------ RECORDS TO USE ------

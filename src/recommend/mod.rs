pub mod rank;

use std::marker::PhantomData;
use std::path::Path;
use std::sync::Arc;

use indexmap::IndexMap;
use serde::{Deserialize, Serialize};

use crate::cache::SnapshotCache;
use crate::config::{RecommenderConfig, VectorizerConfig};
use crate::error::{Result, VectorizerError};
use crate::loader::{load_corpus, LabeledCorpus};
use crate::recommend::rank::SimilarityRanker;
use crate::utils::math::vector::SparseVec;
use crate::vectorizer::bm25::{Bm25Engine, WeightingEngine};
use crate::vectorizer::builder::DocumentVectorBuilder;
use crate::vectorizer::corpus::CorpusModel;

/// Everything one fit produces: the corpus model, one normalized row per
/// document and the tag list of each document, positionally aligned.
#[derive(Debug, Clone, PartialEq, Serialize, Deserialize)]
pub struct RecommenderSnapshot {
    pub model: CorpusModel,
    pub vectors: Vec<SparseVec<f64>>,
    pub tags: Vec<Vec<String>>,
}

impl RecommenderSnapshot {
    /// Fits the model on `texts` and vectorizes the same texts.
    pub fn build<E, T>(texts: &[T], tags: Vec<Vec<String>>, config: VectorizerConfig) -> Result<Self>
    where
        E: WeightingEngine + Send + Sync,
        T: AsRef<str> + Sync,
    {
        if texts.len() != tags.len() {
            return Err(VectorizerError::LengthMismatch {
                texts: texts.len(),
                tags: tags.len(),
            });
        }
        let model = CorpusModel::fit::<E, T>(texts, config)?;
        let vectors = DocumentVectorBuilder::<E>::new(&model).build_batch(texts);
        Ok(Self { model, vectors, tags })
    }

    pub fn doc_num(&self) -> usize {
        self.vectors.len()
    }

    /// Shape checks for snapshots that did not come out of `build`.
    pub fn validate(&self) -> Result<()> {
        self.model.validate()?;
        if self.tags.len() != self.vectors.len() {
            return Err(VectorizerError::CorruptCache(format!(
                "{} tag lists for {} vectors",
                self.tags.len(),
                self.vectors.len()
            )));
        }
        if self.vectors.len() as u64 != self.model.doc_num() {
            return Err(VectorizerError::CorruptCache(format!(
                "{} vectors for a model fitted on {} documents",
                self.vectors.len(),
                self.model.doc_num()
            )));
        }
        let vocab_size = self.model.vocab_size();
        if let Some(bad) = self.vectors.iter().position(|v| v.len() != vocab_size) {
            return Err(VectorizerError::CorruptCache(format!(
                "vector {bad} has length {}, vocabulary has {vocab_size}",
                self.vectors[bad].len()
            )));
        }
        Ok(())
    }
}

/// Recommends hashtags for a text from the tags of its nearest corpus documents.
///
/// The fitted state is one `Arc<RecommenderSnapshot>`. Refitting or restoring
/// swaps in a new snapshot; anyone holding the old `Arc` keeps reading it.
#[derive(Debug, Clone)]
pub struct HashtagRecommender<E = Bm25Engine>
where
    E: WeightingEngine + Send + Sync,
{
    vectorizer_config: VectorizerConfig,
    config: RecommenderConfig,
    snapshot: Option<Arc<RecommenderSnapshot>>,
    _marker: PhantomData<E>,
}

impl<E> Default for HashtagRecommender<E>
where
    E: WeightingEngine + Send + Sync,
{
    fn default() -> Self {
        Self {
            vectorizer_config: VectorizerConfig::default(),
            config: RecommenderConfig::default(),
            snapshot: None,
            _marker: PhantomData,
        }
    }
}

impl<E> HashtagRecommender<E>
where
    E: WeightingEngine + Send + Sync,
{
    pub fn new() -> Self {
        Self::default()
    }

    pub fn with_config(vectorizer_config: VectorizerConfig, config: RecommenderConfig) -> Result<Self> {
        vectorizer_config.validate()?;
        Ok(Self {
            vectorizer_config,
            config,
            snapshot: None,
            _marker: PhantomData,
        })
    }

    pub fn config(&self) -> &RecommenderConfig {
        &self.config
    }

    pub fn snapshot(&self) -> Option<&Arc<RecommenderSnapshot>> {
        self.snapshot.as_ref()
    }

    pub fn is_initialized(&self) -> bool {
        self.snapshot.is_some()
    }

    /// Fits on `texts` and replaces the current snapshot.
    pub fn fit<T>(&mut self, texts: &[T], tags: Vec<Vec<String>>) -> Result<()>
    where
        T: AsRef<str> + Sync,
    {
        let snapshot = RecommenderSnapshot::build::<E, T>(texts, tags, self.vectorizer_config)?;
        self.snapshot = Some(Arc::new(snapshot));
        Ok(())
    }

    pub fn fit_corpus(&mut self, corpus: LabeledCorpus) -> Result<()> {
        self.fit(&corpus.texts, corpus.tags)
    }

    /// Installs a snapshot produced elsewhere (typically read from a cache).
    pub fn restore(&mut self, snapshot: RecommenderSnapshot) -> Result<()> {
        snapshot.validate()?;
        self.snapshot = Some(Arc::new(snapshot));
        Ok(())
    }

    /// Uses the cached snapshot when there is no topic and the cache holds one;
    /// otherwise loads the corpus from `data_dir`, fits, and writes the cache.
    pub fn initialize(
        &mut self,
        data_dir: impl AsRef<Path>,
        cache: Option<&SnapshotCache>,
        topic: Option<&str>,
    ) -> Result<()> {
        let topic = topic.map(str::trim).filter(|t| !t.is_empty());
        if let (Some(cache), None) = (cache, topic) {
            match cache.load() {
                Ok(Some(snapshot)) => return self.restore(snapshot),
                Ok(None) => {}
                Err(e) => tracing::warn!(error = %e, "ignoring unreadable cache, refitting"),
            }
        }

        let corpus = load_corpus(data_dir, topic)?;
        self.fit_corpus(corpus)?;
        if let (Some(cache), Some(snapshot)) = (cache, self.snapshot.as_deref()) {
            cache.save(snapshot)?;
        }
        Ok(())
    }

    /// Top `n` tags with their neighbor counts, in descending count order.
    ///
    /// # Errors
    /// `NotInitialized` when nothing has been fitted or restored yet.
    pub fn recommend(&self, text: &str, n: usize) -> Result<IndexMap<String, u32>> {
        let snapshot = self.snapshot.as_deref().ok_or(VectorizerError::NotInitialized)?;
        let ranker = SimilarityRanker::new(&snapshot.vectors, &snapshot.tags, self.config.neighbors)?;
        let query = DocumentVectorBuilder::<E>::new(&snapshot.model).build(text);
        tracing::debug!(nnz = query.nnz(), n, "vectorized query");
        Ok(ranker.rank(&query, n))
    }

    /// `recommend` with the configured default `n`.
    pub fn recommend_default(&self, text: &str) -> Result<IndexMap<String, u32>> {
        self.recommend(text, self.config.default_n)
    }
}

------
------ RECORDS TO USE ------

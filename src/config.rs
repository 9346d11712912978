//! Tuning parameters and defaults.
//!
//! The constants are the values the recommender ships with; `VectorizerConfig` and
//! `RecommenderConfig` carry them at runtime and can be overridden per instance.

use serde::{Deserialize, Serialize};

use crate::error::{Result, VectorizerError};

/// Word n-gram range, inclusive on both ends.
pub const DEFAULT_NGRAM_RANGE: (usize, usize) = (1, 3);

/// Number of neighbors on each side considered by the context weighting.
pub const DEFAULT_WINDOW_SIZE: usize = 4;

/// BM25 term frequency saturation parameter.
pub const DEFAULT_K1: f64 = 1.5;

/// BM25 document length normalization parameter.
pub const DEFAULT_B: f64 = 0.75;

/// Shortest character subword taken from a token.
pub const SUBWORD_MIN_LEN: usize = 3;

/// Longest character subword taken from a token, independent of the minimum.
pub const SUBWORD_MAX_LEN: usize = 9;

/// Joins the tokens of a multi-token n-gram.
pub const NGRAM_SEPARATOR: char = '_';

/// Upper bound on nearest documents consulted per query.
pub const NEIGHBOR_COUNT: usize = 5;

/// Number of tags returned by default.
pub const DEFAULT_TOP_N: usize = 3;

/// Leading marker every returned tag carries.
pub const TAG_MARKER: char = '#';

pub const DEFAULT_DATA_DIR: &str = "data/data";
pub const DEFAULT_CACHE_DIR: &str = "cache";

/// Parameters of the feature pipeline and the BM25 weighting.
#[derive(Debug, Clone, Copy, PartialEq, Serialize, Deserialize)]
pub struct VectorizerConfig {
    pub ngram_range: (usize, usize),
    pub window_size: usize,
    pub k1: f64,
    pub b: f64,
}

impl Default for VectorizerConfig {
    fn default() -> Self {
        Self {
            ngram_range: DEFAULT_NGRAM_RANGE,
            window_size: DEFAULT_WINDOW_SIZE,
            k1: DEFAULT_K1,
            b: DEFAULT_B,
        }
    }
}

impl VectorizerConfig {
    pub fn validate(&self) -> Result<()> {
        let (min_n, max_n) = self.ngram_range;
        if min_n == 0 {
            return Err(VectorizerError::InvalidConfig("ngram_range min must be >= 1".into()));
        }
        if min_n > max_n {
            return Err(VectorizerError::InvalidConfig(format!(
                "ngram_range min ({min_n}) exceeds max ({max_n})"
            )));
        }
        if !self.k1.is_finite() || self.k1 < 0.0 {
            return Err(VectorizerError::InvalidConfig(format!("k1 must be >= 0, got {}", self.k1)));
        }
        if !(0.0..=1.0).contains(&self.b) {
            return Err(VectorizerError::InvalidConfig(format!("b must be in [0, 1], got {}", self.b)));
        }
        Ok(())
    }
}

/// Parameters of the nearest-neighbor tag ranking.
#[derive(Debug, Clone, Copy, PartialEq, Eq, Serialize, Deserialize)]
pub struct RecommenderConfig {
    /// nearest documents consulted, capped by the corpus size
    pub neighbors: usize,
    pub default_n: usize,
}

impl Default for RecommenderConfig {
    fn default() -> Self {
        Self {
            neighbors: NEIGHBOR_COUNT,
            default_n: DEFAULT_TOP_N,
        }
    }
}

------

BRIEF
List all lines from the entries that include the word "DocumentVectorBuilder".

RESULT BELOW
use crate::vectorizer::builder::DocumentVectorBuilder;
        let vectors = DocumentVectorBuilder::<E>::new(&model).build_batch(texts);
        let query = DocumentVectorBuilder::<E>::new(&snapshot.model).build(text);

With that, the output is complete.